Peta jalan untuk melakukan perubahan tidaklah sulit. Naikkan saja cukai rokok secara signifikan. Saat ini cukai dan harga rokok di Indonesia terendah di dunia, setelah Kambodia. Cukai rokok kita hanya 38% dari harga retail, sementara rata-rata dunia sudah di atas 60%. Dengan cukai rendah, akibatnya rokok mudah diakses oleh siapa pun, terutama masyarakat miskin, anak-anak dan remaja. Iklan dan promosi rokok yang bergentayangan di semua lini, juga merupakan ketidaklaziman yang terus dipelihara. Rokok adalah produk adiktif, tanpa diiklankan pun akan diburu penggunannya. Lha, ini kok masih diiklankan dan dipromosikan secara masif pula? Indonesia adalah satu-satunya negara—setelah Zimbabwe, yang masih menayangkan iklan rokok di televisi. Selebihnya, larangan penjualan secara ketengan, dan peringatan kesehatan berupa gambar, juga menjadi poin kebijakan yang harus digulirkan.

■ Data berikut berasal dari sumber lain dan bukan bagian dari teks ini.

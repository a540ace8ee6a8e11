use std::path::PathBuf;
use std::sync::Arc;

use clap::{Parser, Subcommand};
use futures::{SinkExt, StreamExt};
use serde_json::{Value, json};
use tokio_tungstenite::connect_async;
use tokio_tungstenite::tungstenite::Message;

use voice_agent_core::config::Config;
use voice_agent_core::protocol::SERVICE_VERSION;
use voice_agent_gateway::GatewayState;

#[derive(Parser)]
#[command(
    name = "voice-agent",
    about = "Voice command service: speech and text to vehicle signals and media control",
    version
)]
struct Cli {
    #[command(subcommand)]
    command: Commands,

    /// Config file path
    #[arg(short, long, global = true)]
    config: Option<String>,

    /// Enable verbose logging
    #[arg(short, long, global = true)]
    verbose: bool,
}

#[derive(Subcommand)]
enum Commands {
    /// Start the voice agent service
    Serve {
        /// Port to listen on (default: 51053)
        #[arg(long)]
        port: Option<u16>,
    },

    /// Show configuration and service status
    Status,

    /// Talk to a running service
    Client {
        /// WebSocket endpoint, e.g. ws://127.0.0.1:51053/ws
        url: String,

        #[command(subcommand)]
        action: ClientAction,
    },
}

#[derive(Subcommand)]
enum ClientAction {
    /// Query service status
    Status,
    /// Recognize an intent in a text command
    Text {
        text: String,
        /// Intent engine: SNIPS or RASA
        #[arg(long, default_value = "SNIPS")]
        nlu: String,
    },
    /// Execute an intent; slots are given as name=value
    Execute { intent: String, slots: Vec<String> },
}

fn init_logging(config: &Config, verbose: bool) {
    let logging = config.logging.clone().unwrap_or_default();
    let level = if verbose {
        "debug".to_string()
    } else {
        logging.level.clone().unwrap_or_else(|| "info".to_string())
    };
    let directives = std::iter::once(level)
        .chain(logging.filters.iter().cloned())
        .collect::<Vec<_>>()
        .join(",");
    let filter = tracing_subscriber::EnvFilter::try_from_default_env()
        .or_else(|_| tracing_subscriber::EnvFilter::try_new(&directives))
        .unwrap_or_else(|_| tracing_subscriber::EnvFilter::new("info"));

    let builder = tracing_subscriber::fmt().with_env_filter(filter);
    match (logging.format.as_str(), logging.output.as_str()) {
        ("json", "stdout") => builder.json().with_writer(std::io::stdout).init(),
        ("json", _) => builder.json().with_writer(std::io::stderr).init(),
        (_, "stdout") => builder.with_writer(std::io::stdout).init(),
        _ => builder.with_writer(std::io::stderr).init(),
    }
}

#[tokio::main]
async fn main() -> anyhow::Result<()> {
    let cli = Cli::parse();

    let config_path = cli
        .config
        .map(PathBuf::from)
        .unwrap_or_else(Config::default_path);
    let config = Config::load(&config_path)?;

    init_logging(&config, cli.verbose);

    match cli.command {
        Commands::Serve { port } => {
            let (warnings, errors) = config.validate();
            for w in &warnings {
                tracing::warn!("{w}");
            }
            if !errors.is_empty() {
                for e in &errors {
                    tracing::error!("{e}");
                }
                anyhow::bail!("invalid configuration: {}", config_path.display());
            }

            let port = port.unwrap_or_else(|| config.port());
            tracing::info!(version = SERVICE_VERSION, config = %config_path.display(), "Starting voice agent on port {port}");
            let state = Arc::new(GatewayState::from_config(config)?);
            voice_agent_gateway::start_gateway(state.clone(), port).await?;
            tokio::task::spawn_blocking(move || state.executor.bridge().shutdown()).await?;
        }
        Commands::Status => {
            println!("Voice agent {SERVICE_VERSION}");
            println!("Config: {}", config_path.display());
            println!("Listen: {}:{}", config.bind(), config.port());
            println!("Wake word: {}", config.wake_word());
            println!("Signal bus: {}", config.bus_url());
            let (warnings, errors) = config.validate();
            for w in warnings {
                println!("  warning: {w}");
            }
            for e in errors {
                println!("  error: {e}");
            }

            let url = format!("http://127.0.0.1:{}/health", config.port());
            match reqwest::get(&url).await {
                Ok(resp) => {
                    let body: Value = resp.json().await.unwrap_or_default();
                    println!(
                        "Status: running ({} connections, bus {})",
                        body["connections"], body["bus"]
                    );
                }
                Err(_) => println!("Status: not running"),
            }
        }
        Commands::Client { url, action } => {
            let (method, params) = match action {
                ClientAction::Status => ("check_status", json!({})),
                ClientAction::Text { text, nlu } => (
                    "recognize_text",
                    json!({ "text": text, "nlu_engine": nlu.to_uppercase() }),
                ),
                ClientAction::Execute { intent, slots } => {
                    let slots = slots
                        .iter()
                        .map(|s| {
                            let (name, value) = s
                                .split_once('=')
                                .ok_or_else(|| anyhow::anyhow!("slot '{s}' is not name=value"))?;
                            Ok(json!({ "name": name, "value": value }))
                        })
                        .collect::<anyhow::Result<Vec<_>>>()?;
                    ("execute_command", json!({ "intent": intent, "slots": slots }))
                }
            };
            let payload = request(&url, method, params).await?;
            println!("{}", serde_json::to_string_pretty(&payload)?);
        }
    }

    Ok(())
}

/// Send one request and wait for its response frame.
async fn request(url: &str, method: &str, params: Value) -> anyhow::Result<Value> {
    let (mut ws, _) = connect_async(url).await?;
    let frame = json!({ "type": "req", "id": "cli-1", "method": method, "params": params });
    ws.send(Message::Text(frame.to_string().into())).await?;

    while let Some(msg) = ws.next().await {
        let Message::Text(text) = msg? else {
            continue;
        };
        let frame: Value = serde_json::from_str(text.as_str())?;
        if frame["type"] == "res" && frame["id"] == "cli-1" {
            if frame["ok"] == true {
                return Ok(frame["payload"].clone());
            }
            anyhow::bail!(
                "{}: {}",
                frame["error"]["code"].as_str().unwrap_or("error"),
                frame["error"]["message"].as_str().unwrap_or_default()
            );
        }
    }
    anyhow::bail!("connection closed before a response arrived")
}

Untuk menerobos peta jalan tersebut, Pemerintah Indonesia musti melakukan lompatan besar di bidang regulasi. Ratifikasi/aksesi Kerangka Konvensi Pengendalian Tembakau (Framework Convention on Tobacco Control/FCTC) atau membuat RUU Pengendalian Dampak Tembakau bagi Kesehatan, adalah solusi yang paling logis, elegan, dan komprehensif. Kini FCTC telah menjadi hukum internasional, 164 negara telah meratifikasinya. Tak cukup alasan bagi Pemerintah untuk mendiamkan FCTC secara terus-menerus, karena Pemerintah Indonesia adalah “negara pihak” yang aktif dalam pembahasan FCTC, bahkan sebagai legal drafter. Jangan biarkan fenomena generasi yang hilang menjadi sebuah kenyataan, hanya karena pembiaran perilaku liar industri rokok!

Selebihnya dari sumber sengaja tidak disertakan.